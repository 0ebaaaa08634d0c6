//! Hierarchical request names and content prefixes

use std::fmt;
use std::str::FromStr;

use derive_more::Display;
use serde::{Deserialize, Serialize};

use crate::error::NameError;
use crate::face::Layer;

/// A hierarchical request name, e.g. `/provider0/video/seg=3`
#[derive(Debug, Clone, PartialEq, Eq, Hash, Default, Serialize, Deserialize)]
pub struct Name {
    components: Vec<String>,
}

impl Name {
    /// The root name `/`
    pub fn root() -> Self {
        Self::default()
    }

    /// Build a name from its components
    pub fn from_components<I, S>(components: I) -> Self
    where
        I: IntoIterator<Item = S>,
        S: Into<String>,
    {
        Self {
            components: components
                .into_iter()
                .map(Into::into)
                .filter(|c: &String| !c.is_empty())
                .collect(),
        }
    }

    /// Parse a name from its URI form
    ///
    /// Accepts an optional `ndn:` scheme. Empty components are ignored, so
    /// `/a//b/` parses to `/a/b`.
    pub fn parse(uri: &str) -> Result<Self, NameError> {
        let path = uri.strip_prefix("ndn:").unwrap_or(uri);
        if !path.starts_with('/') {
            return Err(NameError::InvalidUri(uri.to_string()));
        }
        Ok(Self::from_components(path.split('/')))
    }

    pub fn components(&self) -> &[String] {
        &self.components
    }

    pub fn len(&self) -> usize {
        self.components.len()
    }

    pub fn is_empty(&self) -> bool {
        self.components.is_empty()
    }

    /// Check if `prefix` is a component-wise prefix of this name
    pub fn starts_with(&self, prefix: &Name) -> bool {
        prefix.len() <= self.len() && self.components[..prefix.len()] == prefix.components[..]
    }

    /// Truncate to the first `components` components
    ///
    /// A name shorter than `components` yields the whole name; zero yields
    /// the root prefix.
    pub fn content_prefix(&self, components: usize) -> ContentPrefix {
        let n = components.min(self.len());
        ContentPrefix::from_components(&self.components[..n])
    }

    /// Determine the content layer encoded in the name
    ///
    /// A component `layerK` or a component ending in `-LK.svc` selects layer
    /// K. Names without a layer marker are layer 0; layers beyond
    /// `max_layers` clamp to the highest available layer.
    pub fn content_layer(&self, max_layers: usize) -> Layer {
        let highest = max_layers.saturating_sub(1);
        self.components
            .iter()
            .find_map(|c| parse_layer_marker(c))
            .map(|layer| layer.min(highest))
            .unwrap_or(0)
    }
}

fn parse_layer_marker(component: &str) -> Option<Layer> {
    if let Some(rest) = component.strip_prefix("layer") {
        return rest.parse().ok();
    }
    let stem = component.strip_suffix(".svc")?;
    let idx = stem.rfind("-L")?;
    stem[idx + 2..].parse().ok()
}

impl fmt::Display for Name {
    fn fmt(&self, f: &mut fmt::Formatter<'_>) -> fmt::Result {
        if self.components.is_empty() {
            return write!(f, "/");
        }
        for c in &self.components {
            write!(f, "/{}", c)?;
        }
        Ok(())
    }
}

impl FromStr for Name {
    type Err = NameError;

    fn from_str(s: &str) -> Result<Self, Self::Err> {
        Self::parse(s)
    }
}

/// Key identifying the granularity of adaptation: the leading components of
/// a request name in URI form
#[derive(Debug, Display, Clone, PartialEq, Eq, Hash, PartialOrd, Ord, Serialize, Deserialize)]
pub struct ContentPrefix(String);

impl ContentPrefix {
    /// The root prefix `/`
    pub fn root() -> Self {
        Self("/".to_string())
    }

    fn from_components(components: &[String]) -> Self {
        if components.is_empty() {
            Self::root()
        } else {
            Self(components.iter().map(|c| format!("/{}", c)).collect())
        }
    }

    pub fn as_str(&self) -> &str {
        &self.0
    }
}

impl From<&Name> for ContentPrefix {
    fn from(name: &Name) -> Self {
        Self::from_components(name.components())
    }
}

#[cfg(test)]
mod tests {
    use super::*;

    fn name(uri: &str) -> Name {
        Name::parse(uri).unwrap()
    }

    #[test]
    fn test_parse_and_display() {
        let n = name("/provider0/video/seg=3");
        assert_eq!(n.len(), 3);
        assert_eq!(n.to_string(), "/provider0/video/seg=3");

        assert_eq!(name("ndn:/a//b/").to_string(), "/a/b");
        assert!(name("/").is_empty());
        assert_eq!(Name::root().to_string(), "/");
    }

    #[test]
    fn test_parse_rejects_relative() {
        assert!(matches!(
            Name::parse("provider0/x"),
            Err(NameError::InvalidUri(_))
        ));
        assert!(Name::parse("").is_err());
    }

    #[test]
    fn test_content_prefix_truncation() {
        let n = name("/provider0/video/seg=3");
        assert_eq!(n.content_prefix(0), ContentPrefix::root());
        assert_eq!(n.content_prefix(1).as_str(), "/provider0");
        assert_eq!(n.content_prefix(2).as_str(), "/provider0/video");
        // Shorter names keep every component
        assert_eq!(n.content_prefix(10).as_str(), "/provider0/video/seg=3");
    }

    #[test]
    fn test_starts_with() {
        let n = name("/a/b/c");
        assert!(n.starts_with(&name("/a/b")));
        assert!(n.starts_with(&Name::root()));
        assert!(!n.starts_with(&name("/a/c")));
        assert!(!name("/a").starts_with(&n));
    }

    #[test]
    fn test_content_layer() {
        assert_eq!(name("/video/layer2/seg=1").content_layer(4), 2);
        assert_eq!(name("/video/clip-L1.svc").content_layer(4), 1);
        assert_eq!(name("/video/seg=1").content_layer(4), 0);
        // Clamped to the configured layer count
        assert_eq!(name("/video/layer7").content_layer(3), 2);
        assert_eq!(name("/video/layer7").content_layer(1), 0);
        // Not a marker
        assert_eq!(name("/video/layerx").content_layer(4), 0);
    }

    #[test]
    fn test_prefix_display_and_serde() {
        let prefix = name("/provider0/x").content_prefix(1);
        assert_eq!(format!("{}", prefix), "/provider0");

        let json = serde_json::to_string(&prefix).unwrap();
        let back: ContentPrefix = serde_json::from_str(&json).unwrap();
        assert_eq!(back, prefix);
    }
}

### Exercise brief
Each entry above is to be transcribed word for word.

### Answer for the task
repository 0ebaaaa08634d0c6
//! Hierarchical request names and content prefixes

use std::fmt;
use std::str::FromStr;

use derive_more::Display;
use serde::{Deserialize, Serialize};

use crate::error::NameError;
use crate::face::Layer;

/// A hierarchical request name, e.g. `/provider0/video/seg=3`
#[derive(Debug, Clone, PartialEq, Eq, Hash, Default, Serialize, Deserialize)]
pub struct Name {
    components: Vec<String>,
}

impl Name {
    /// The root name `/`
    pub fn root() -> Self {
        Self::default()
    }

    /// Build a name from its components
    pub fn from_components<I, S>(components: I) -> Self
    where
        I: IntoIterator<Item = S>,
        S: Into<String>,
    {
        Self {
            components: components
                .into_iter()
                .map(Into::into)
                .filter(|c: &String| !c.is_empty())
                .collect(),
        }
    }

    /// Parse a name from its URI form
    ///
    /// Accepts an optional `ndn:` scheme. Empty components are ignored, so
    /// `/a//b/` parses to `/a/b`.
    pub fn parse(uri: &str) -> Result<Self, NameError> {
        let path = uri.strip_prefix("ndn:").unwrap_or(uri);
        if !path.starts_with('/') {
            return Err(NameError::InvalidUri(uri.to_string()));
        }
        Ok(Self::from_components(path.split('/')))
    }

    pub fn components(&self) -> &[String] {
        &self.components
    }

    pub fn len(&self) -> usize {
        self.components.len()
    }

    pub fn is_empty(&self) -> bool {
        self.components.is_empty()
    }

    /// Check if `prefix` is a component-wise prefix of this name
    pub fn starts_with(&self, prefix: &Name) -> bool {
        prefix.len() <= self.len() && self.components[..prefix.len()] == prefix.components[..]
    }

    /// Truncate to the first `components` components
    ///
    /// A name shorter than `components` yields the whole name; zero yields
    /// the root prefix.
    pub fn content_prefix(&self, components: usize) -> ContentPrefix {
        let n = components.min(self.len());
        ContentPrefix::from_components(&self.components[..n])
    }

    /// Determine the content layer encoded in the name
    ///
    /// A component `layerK` or a component ending in `-LK.svc` selects layer
    /// K. Names without a layer marker are layer 0; layers beyond
    /// `max_layers` clamp to the highest available layer.
    pub fn content_layer(&self, max_layers: usize) -> Layer {
        let highest = max_layers.saturating_sub(1);
        self.components
            .iter()
            .find_map(|c| parse_layer_marker(c))
            .map(|layer| layer.min(highest))
            .unwrap_or(0)
    }
}

fn parse_layer_marker(component: &str) -> Option<Layer> {
    if let Some(rest) = component.strip_prefix("layer") {
        return rest.parse().ok();
    }
    let stem = component.strip_suffix(".svc")?;
    let idx = stem.rfind("-L")?;
    stem[idx + 2..].parse().ok()
}

impl fmt::Display for Name {
    fn fmt(&self, f: &mut fmt::Formatter<'_>) -> fmt::Result {
        if self.components.is_empty() {
            return write!(f, "/");
        }
        for c in &self.components {
            write!(f, "/{}", c)?;
        }
        Ok(())
    }
}

impl FromStr for Name {
    type Err = NameError;

    fn from_str(s: &str) -> Result<Self, Self::Err> {
        Self::parse(s)
    }
}

/// Key identifying the granularity of adaptation: the leading components of
/// a request name in URI form
#[derive(Debug, Display, Clone, PartialEq, Eq, Hash, PartialOrd, Ord, Serialize, Deserialize)]
pub struct ContentPrefix(String);

impl ContentPrefix {
    /// The root prefix `/`
    pub fn root() -> Self {
        Self("/".to_string())
    }

    fn from_components(components: &[String]) -> Self {
        if components.is_empty() {
            Self::root()
        } else {
            Self(components.iter().map(|c| format!("/{}", c)).collect())
        }
    }

    pub fn as_str(&self) -> &str {
        &self.0
    }
}

impl From<&Name> for ContentPrefix {
    fn from(name: &Name) -> Self {
        Self::from_components(name.components())
    }
}

#[cfg(test)]
mod tests {
    use super::*;

    fn name(uri: &str) -> Name {
        Name::parse(uri).unwrap()
    }

    #[test]
    fn test_parse_and_display() {
        let n = name("/provider0/video/seg=3");
        assert_eq!(n.len(), 3);
        assert_eq!(n.to_string(), "/provider0/video/seg=3");

        assert_eq!(name("ndn:/a//b/").to_string(), "/a/b");
        assert!(name("/").is_empty());
        assert_eq!(Name::root().to_string(), "/");
    }

    #[test]
    fn test_parse_rejects_relative() {
        assert!(matches!(
            Name::parse("provider0/x"),
            Err(NameError::InvalidUri(_))
        ));
        assert!(Name::parse("").is_err());
    }

    #[test]
    fn test_content_prefix_truncation() {
        let n = name("/provider0/video/seg=3");
        assert_eq!(n.content_prefix(0), ContentPrefix::root());
        assert_eq!(n.content_prefix(1).as_str(), "/provider0");
        assert_eq!(n.content_prefix(2).as_str(), "/provider0/video");
        // Shorter names keep every component
        assert_eq!(n.content_prefix(10).as_str(), "/provider0/video/seg=3");
    }

    #[test]
    fn test_starts_with() {
        let n = name("/a/b/c");
        assert!(n.starts_with(&name("/a/b")));
        assert!(n.starts_with(&Name::root()));
        assert!(!n.starts_with(&name("/a/c")));
        assert!(!name("/a").starts_with(&n));
    }

    #[test]
    fn test_content_layer() {
        assert_eq!(name("/video/layer2/seg=1").content_layer(4), 2);
        assert_eq!(name("/video/clip-L1.svc").content_layer(4), 1);
        assert_eq!(name("/video/seg=1").content_layer(4), 0);
        // Clamped to the configured layer count
        assert_eq!(name("/video/layer7").content_layer(3), 2);
        assert_eq!(name("/video/layer7").content_layer(1), 0);
        // Not a marker
        assert_eq!(name("/video/layerx").content_layer(4), 0);
    }

    #[test]
    fn test_prefix_display_and_serde() {
        let prefix = name("/provider0/x").content_prefix(1);
        assert_eq!(format!("{}", prefix), "/provider0");

        let json = serde_json::to_string(&prefix).unwrap();
        let back: ContentPrefix = serde_json::from_str(&json).unwrap();
        assert_eq!(back, prefix);
    }
}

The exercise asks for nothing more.